WASP-24b

Discovery
- Discovered by: Street et al.
- Discovery site: La Silla/ORM
- Discovery date: April 13, 2010
- Detection method: Doppler spectroscopy

Orbital characteristics
- Epoch J2000
- Semi-major axis: 0.0359 AU (5,370,000 km)
- Orbital period (sidereal): 2.3412083 d
- Inclination: 83.64
- Star: WASP-24

Physical characteristics
- Mean radius: 1.104 R_{J}
- Mass: 1.032 M_{J}
- Mean density: 768 ^{+0.126} _{−0.096} g cm^{−3}
- Temperature: 1660 ^{+44} _{−42}

= WASP-24b =

Hot Jupiter exoplanet orbiting WASP-24

WASP-24b is a Hot Jupiter detected in the orbit of the F-type star WASP-24. The planet is approximately the same size and mass of Jupiter, but it orbits at approximately 4% of the mean distance between the Earth and the Sun every two days. WASP-24b was observed by SuperWASP starting in 2008; after two years of observations, follow-ups led to the collection of the information that led to the planet's discovery.

==Discoveries==
Between March 5, 2008, and March 9, 2009, WASP-24 was under the observation of both the Northern and Southern branches of the SuperWASP project, a ground-based consortium aiming to discover planets that transit (cross in front of) their host stars with respect to Earth. 9,750 data points were collected for the light curve; the star was flagged as host to possible transit events, prompting a team of astronomers from Europe and the United States to conduct follow-up observations.

The Fibre-Fed Echelle Spectrograph (FIES) on the Roque de los Muchachos Observatory's Nordic Optical Telescope provided radial velocity measurements for the system; additional calibrations during the observational period also provided the spectrum of the star.
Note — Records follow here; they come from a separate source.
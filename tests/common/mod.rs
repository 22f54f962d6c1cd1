use sign_web::hand::{Landmark, MIN_LANDMARKS};

/// Right hand, wrist at (0.5, 0.9). `fingers` is [index, middle, ring, pinky],
/// true = extended, false = closed into the palm. `thumb` is the tip position.
pub fn hand(thumb_tip: (f32, f32), fingers: [bool; 4]) -> Vec<Landmark> {
    let mut points = vec![Landmark::default(); MIN_LANDMARKS];
    points[0] = Landmark::new(0.50, 0.90, 0.0);
    points[1] = Landmark::new(0.42, 0.85, 0.0);
    points[2] = Landmark::new(0.38, 0.78, 0.0);
    points[3] = Landmark::new((0.38 + thumb_tip.0) / 2.0, (0.78 + thumb_tip.1) / 2.0, 0.0);
    points[4] = Landmark::new(thumb_tip.0, thumb_tip.1, 0.0);

    let bases = [(0.42, 0.70), (0.50, 0.70), (0.57, 0.70), (0.63, 0.72)];
    for (i, (&(x, mcp_y), &extended)) in bases.iter().zip(fingers.iter()).enumerate() {
        let mcp = 5 + i * 4;
        let offsets = if extended { [-0.10, -0.17, -0.23] } else { [-0.08, -0.02, 0.04] };
        points[mcp] = Landmark::new(x, mcp_y, 0.0);
        for (j, dy) in offsets.iter().enumerate() {
            points[mcp + 1 + j] = Landmark::new(x, mcp_y + dy, 0.0);
        }
    }
    points
}

/// Thumb + index at a right angle
pub fn letter_l() -> Vec<Landmark> {
    hand((0.25, 0.72), [true, false, false, false])
}

/// Index + middle together
pub fn letter_u() -> Vec<Landmark> {
    hand((0.46, 0.72), [true, true, false, false])
}

/// Index + middle spread
pub fn letter_v() -> Vec<Landmark> {
    let mut points = letter_u();
    points[8].x = 0.38;
    points[12].x = 0.55;
    points
}

/// Thumb + pinky
pub fn letter_y() -> Vec<Landmark> {
    hand((0.32, 0.66), [false, false, false, true])
}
Ten Doppler spectroscopy observations were collected between December 31, 2008, and April 10, 2009. Follow-ups between January 29, 2009, and July 26, 2009, were conducted using the CORALIE spectrograph on the Leonhard Euler Telescope at La Silla Observatory, broadening knowledge of the star's spectrum, and collecting additional radial velocity measurements. These observations revealed that a body of planetary mass was orbiting the star. Analysis of the data led to the rejection of other false positive scenarios, and later, to the confirmation of the planet WASP-24b.
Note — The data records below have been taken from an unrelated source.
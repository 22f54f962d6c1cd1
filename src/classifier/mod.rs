//! Classifier module - rule-based ASL letter inference
//!
//! Classification is stateless per frame; smoothing lives in
//! `PredictionBuffer` and is composed by the caller.

mod letters;
mod prediction;
mod rules;
mod buffer;

pub use letters::Letter;
pub use prediction::Prediction;
pub use rules::{classify_hand, classify_letter};
pub use buffer::{PredictionBuffer, SMOOTHING_WINDOW};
Because of the star's position in the sky, WASP-24 was visible to both the Faulkes Telescope North on Maui and the Faulkes Telescope South in Australia. The telescopes were used to observe the star's light, thereby detecting times when WASP-24b might have transited its star. The Faulkes telescopes collected data on two complete transits and one partial one. During this period, a nearby eclipsing binary star called N1 was considered and avoided to avoid contaminating the collected light samples.

Information collected by the Faulkes telescopes was extrapolated to reveal the characteristics of the star, and from there of the planet. The planet's discoverers compared it to HD 189733 b, which resembles WASP-24b in orbit length, mass, and radius. The planet's discovery was first reported on the SuperWASP website.

==Host star==

WASP-24 is a F-type star located 340 parsecs (1,100 light years) away. The star is an estimated 1.129 times the mass of the Sun. WASP-24 is also 1.147 times the radius of the star, making the star both larger and more massive than the Sun. WASP-24 has an effective temperature of 6100 K, hotter than the Sun. WASP-24 has a metallicity similar to that measured in the Sun. The star's estimated age is 3.8 billion years old, although the star's age is not well-constrained.

WASP-24 has an apparent magnitude of 11.3. It cannot be seen from Earth with the naked eye.

==Characteristics==
WASP-24b is a Hot Jupiter that has a mass of 1.032 times the mass of Jupiter. Its radius is 1.104 times the radius of Jupiter. In addition, with a mean distance of 0.0359 AU between it and its star, where one AU is the average distance between the Earth and the Sun, WASP-24b completes an orbit every 2.3412083 days (roughly 57 hours). In comparison, Mercury orbits the Sun every 87.97 days at a distance of 0.387 AU.

WASP-24b's orbital inclination is 83.64º, placing WASP-24b almost edge-on with respect to Earth and to its host star.

The study in 2012, utilizing a Rossiter–McLaughlin effect, have determined the planetary orbit is well aligned with the equatorial plane of the star, misalignment equal to -4.7°.